In honour of the late, great Leon Russell we reveal the other masters of their craft
Harley Cassidy

18:12 14th November 2016

Following the death of the legendary Leon Russell yesterday (13 Nov), we compiled a list of what could potentially be the best, rock'n'roll pianists ever, including the long-haired one himself.


We see plenty of speculation over the best frontmen or guitarists of all time, so why are the pianist lists so thin on the ground? Far from being a civilised bunch, these heavyweights spin the meaning and sophistication of rock on its head, because let's be honest, the keys were defining rock music way before someone played a solo on a guitar. From genre-defining raconteurs to soulful underdogs through to progressive keyboard titans, the following list displays the best of the best.

  • Leon Russell: A dynamic performer, Russell was at the heart of some the biggest pop moments in history following his brief stint in the 70s. The Rock and Roll Hall Of Fame native recorded more than 35 albums, penned a range of songs for artists including The Carpenters and George Benson and was at the root of historical music events including George Harrison's Concert For Bangladesh. Referred to as the "master of space and time", his top-hatted image was as synonymous with him as was his reckless, passionate piano playing. RIP.

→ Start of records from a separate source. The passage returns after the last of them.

use std::time::Duration;

use anyhow::{anyhow, Context};
use diesel::pg::PgConnection;
use diesel::r2d2::{ConnectionManager, Pool};
use diesel_migrations::{embed_migrations, EmbeddedMigrations, MigrationHarness};

pub type PgPool = Pool<ConnectionManager<PgConnection>>;

pub const DEFAULT_MAX_POOL_SIZE: u32 = 4;

pub const MIGRATIONS: EmbeddedMigrations = embed_migrations!("migrations");

pub fn init_pool(database_url: &str) -> anyhow::Result<PgPool> {
    init_pool_with_size(database_url, DEFAULT_MAX_POOL_SIZE)
}

pub fn init_pool_with_size(database_url: &str, max_size: u32) -> anyhow::Result<PgPool> {
    let manager = ConnectionManager::<PgConnection>::new(database_url);
    let pool_size = max_size.max(1);
    let pool = Pool::builder()
        .max_size(pool_size)
        .connection_timeout(Duration::from_secs(10))
        .build(manager)?;
    Ok(pool)
}

/// Applies any pending embedded migrations. Runs once at startup, before the
/// listener is bound.
pub fn run_migrations(pool: &PgPool) -> anyhow::Result<usize> {
    let mut conn = pool
        .get()
        .context("failed to acquire connection for migrations")?;
    let applied = conn
        .run_pending_migrations(MIGRATIONS)
        .map_err(|err| anyhow!("failed to run migrations: {err}"))?;
    Ok(applied.len())
}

  • Elton John: What would a piano-based list be without Elton John? Regarded as one of the best performers of all time and certainly the most with superstar status on this list, Elton John is a powerhouse in his own right. His understated intelligence and rhythmic, syncopated style matched with a back catalogue of some of the greatest pop music in history has allowed him to withhold a career spanning over 50 years. It's a fool who takes Elton John at pint-sized, sequin-adorned face value, because his mastery of improvisation and pure passion is non-withstanding. Bow down to Sir Elton.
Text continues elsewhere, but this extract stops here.